Oct 14 2020

What Government Needs to Know About the SASE Framework

The secure access service edge approach converges networking and security to deliver improved performance and visibility.

In 2019, Gartner proposed a new architecture that flipped the traditional stack, converging networking and security into something called the secure access service edge, or SASE (pronounced “sassy”) for short.

Digital transformation, a rise in remote work and ongoing cloud adoption were already forcing agencies to manage risk in new ways — and that was before the pandemic. The coronavirus, as we all know, forced an unprecedented mass shift to telework, which has accelerated those trends even more.

Today, government employees are accessing data and applications from more devices and geographies than ever before. From a security perspective, that means people are the new perimeter. As data and applications continue to leave the data center, there’s no need to route users through it for access. In order to keep this new perimeter secure, however, a cloud-native approach to both security and networking is crucial.

EXPLORE: Find out how agencies can shift away from perimeter-based defenses.

What Is the SASE Framework?

The technologies that make up a SASE architecture are not necessarily new. Instead, what’s new is their convergence, or level of connectivity. Simply bundling traditional networking and security stacks and putting them in the cloud is insufficient. It creates holes for attackers and can lead to straining resources and racking up extra costs. I’m reminded of regional security stacks of nonintegrated, multivendor, best-of-breed solutions of the past decade that cost a lot and delivered very little.
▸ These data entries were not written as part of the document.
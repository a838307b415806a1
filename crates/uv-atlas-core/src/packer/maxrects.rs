use super::GridBin;
use crate::config::MaxRectsHeuristic;
use crate::model::GridRect;

/// MaxRects free-list bin on the integer grid. Rectangles are never rotated.
pub struct MaxRectsBin {
    border: GridRect,
    free: Vec<GridRect>,
    used: Vec<GridRect>,
    heuristic: MaxRectsHeuristic,
}

impl MaxRectsBin {
    pub fn new(side: u32, heuristic: MaxRectsHeuristic) -> Self {
        let border = GridRect::new(0, 0, side, side);
        Self {
            border,
            free: vec![border],
            used: Vec::new(),
            heuristic,
        }
    }

    fn right_ex(r: &GridRect) -> u32 {
        r.x + r.w
    }
    fn bottom_ex(r: &GridRect) -> u32 {
        r.y + r.h
    }

    fn intersects(a: &GridRect, b: &GridRect) -> bool {
        !(a.x >= Self::right_ex(b)
            || b.x >= Self::right_ex(a)
            || a.y >= Self::bottom_ex(b)
            || b.y >= Self::bottom_ex(a))
    }

    fn place_rect(&mut self, node: &GridRect) {
        let mut new_free: Vec<GridRect> = Vec::new();
        let mut i = 0usize;
        while i < self.free.len() {
            let fr = self.free[i];
            if Self::intersects(&fr, node) {
                self.free.swap_remove(i);
                Self::split_free_node(fr, node, &mut new_free);
            } else {
                i += 1;
            }
        }
        self.prune_new_vs_old(&mut new_free);
        Self::prune_within(&mut new_free);
        self.free.extend(new_free);
        self.used.push(*node);
    }

    fn split_free_node(fr: GridRect, node: &GridRect, out: &mut Vec<GridRect>) {
        let fr_x2 = Self::right_ex(&fr);
        let fr_y2 = Self::bottom_ex(&fr);
        let n_x2 = Self::right_ex(node);
        let n_y2 = Self::bottom_ex(node);

        // left
        if node.x > fr.x && node.x < fr_x2 {
            out.push(GridRect::new(fr.x, fr.y, node.x - fr.x, fr.h));
        }
        // right
        if n_x2 < fr_x2 {
            out.push(GridRect::new(n_x2, fr.y, fr_x2 - n_x2, fr.h));
        }
        // top
        if node.y > fr.y && node.y < fr_y2 {
            out.push(GridRect::new(fr.x, fr.y, fr.w, node.y - fr.y));
        }
        // bottom
        if n_y2 < fr_y2 {
            out.push(GridRect::new(fr.x, n_y2, fr.w, fr_y2 - n_y2));
        }
    }

    fn prune_new_vs_old(&mut self, new_free: &mut Vec<GridRect>) {
        new_free.retain(|nr| nr.w > 0 && nr.h > 0 && !self.free.iter().any(|of| of.contains(nr)));
        let mut i = 0;
        while i < self.free.len() {
            if new_free.iter().any(|nr| nr.contains(&self.free[i])) {
                self.free.swap_remove(i);
            } else {
                i += 1;
            }
        }
    }

    fn prune_within(v: &mut Vec<GridRect>) {
        let mut i = 0;
        while i < v.len() {
            let a = v[i];
            let dominated = v
                .iter()
                .enumerate()
                .any(|(j, b)| j != i && b.contains(&a) && (a != *b || j < i));
            if dominated {
                v.swap_remove(i);
            } else {
                i += 1;
            }
        }
    }

    fn score(&self, fr: &GridRect, w: u32, h: u32) -> (i64, i64) {
        let leftover_h = fr.w as i64 - w as i64;
        let leftover_v = fr.h as i64 - h as i64;
        let short_fit = leftover_h.abs().min(leftover_v.abs());
        let long_fit = leftover_h.abs().max(leftover_v.abs());
        let area_fit = fr.w as i64 * fr.h as i64 - w as i64 * h as i64;
        match self.heuristic {
            MaxRectsHeuristic::BestAreaFit => (area_fit, short_fit),
            MaxRectsHeuristic::BestShortSideFit => (short_fit, long_fit),
            MaxRectsHeuristic::BestLongSideFit => (long_fit, short_fit),
            MaxRectsHeuristic::BottomLeft => (fr.y as i64 + h as i64, fr.x as i64),
            MaxRectsHeuristic::ContactPoint => {
                let contact = self.contact_point_score(fr.x, fr.y, w, h);
                (-(contact as i64), area_fit)
            }
        }
    }

    fn find_position(&self, w: u32, h: u32) -> Option<GridRect> {
        let mut best: Option<(i64, i64, u32, u32, GridRect)> = None;
        for fr in &self.free {
            if fr.w < w || fr.h < h {
                continue;
            }
            if fr.w == w && fr.h == h {
                return Some(GridRect::new(fr.x, fr.y, w, h));
            }
            let (s1, s2) = self.score(fr, w, h);
            // tie-break: smaller top side, then smaller x
            let top = fr.y.saturating_add(h);
            let key = (s1, s2, top, fr.x);
            let better = match &best {
                None => true,
                Some((b1, b2, bt, bx, _)) => key < (*b1, *b2, *bt, *bx),
            };
            if better {
                best = Some((s1, s2, top, fr.x, GridRect::new(fr.x, fr.y, w, h)));
            }
        }
        best.map(|(.., rect)| rect)
    }

    fn contact_point_score(&self, x: u32, y: u32, w: u32, h: u32) -> u32 {
        let node = GridRect::new(x, y, w, h);
        let mut score = 0u32;
        if node.x == self.border.x {
            score += node.h;
        }
        if node.y == self.border.y {
            score += node.w;
        }
        if Self::right_ex(&node) == Self::right_ex(&self.border) {
            score += node.h;
        }
        if Self::bottom_ex(&node) == Self::bottom_ex(&self.border) {
            score += node.w;
        }
        for u in &self.used {
            if node.x == Self::right_ex(u) || u.x == Self::right_ex(&node) {
                score += overlap_1d(node.y, Self::bottom_ex(&node), u.y, Self::bottom_ex(u));
            }
            if node.y == Self::bottom_ex(u) || u.y == Self::bottom_ex(&node) {
                score += overlap_1d(node.x, Self::right_ex(&node), u.x, Self::right_ex(u));
            }
        }
        score
    }
}

fn overlap_1d(a1: u32, a2: u32, b1: u32, b2: u32) -> u32 {
    let start = a1.max(b1);
    let end = a2.min(b2);
    end.saturating_sub(start)
}

impl GridBin for MaxRectsBin {
    fn insert(&mut self, w: u32, h: u32) -> Option<GridRect> {
        if w == 0 || h == 0 {
            return None;
        }
        let place = self.find_position(w, h)?;
        self.place_rect(&place);
        Some(place)
    }
}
Software-defined wide-area networking (SD-WAN), zero trustcloud access security brokers (CASBs) and Firewall as a Service are common core ingredients of a SASE suite. In a nutshell, SASE is a framework for these technologies to be rearchitected and redesigned in the cloud. Many organizations were already connecting straight to the cloud using SD-WAN technologies, which bypass centralized premises-based security gateways. But that shift cannot overlook crucial security defenses, which must be able to function wherever users are interacting with data.

SD-WAN solutions should seamlessly utilize cloud-based web security and CASB services to scan and monitor traffic across all locations. If a user accesses a cloud app and begins transferring sensitive information to a thumb drive, that must be detected and blocked. Without such capabilities, you cannot protect data in the cloud.

Meanwhile, zero trust means that no users are trusted by default. In fact, zero trust states that organizations need to proactively control all interactions between people, data and systems to control risks.

Users must be authenticated by identity, credential, and access management and identity and access management. But authentication can’t stop at the front door. User monitoring is also required to detect any anomalous actions that might signal either inadvertent risk or an actual breach, and then offer a dynamic, quick way to respond. Inspection and understanding of data policies is required in a SASE framework to properly apply policies.

The Benefits of a SASE Approach for Agencies

All of these components must work together in order for a SASE framework to become reality. Once again, unified, cloud-native services are particularly important with workers logging on from all across the globe. There are countless benefits to embracing SASE.

For one, networking teams can improve performance and consolidate the number of devices they must deploy. At the same time, security teams are regaining visibility and control of data at the user level.

By following a SASE framework, agencies can provide consistent firewalls, intrusion prevention, web security and cloud app access control everywhere, managed from a single console in the cloud. Operations speed up and friction is removed, preventing a slowdown by traditional security services and architectures.

Even before the pandemic, vendors were eager to take advantage of the new, growing SASE market. According to Gartner, 20 percent of enterprises will have adopted these capabilities from a single vendor by 2023, compared with just 5 percent in 2019. I think we’ll find these numbers to be low in retrospect, as the coronavirus pandemic forces and accelerates a massive move to the cloud.

But not all SASE architectures are equally well integrated. Some vendors cut down their time to market through acquisitions or partnerships — a shortcut to convergence. Vendors who link a wide swath of disparate services may not manage them as well, and their platforms may have higher latency. However, this market is evolving very quickly. Since so many agencies are working to totally rethink their approach to cybersecurity in the wake of the pandemic, it may be better to begin with short-term contracts to test utilization, ease of use and effectiveness. Since these products are offered as a service, subscription licensing may be available across offerings, which allows for greater flexibility.

DOWNLOAD: Read this white paper to explore how next-generation endpoint security solutions can help your agency.

Why SASE Makes Sense Amid the Pandemic

When Gartner proposed the SASE architecture last year, there was no way to guess that a pandemic was just around the bend. What passes for normalcy in the wake of the coronavirus is vastly different from what passed for normalcy just a year or two ago.

Yet, despite how much has changed, the SASE framework was, in a sense, ahead of its time. The pandemic simply accelerated the need to combine networking and security into a single architecture, so users can go directly to the cloud without putting sensitive data or applications at risk.

SASE represents a fantastic starting point for federal agencies who are currently rethinking their infrastructure and security. The key is being judicious about which vendors they choose and fully understanding desired outcomes and how seamlessly different components of their SASE architecture work together.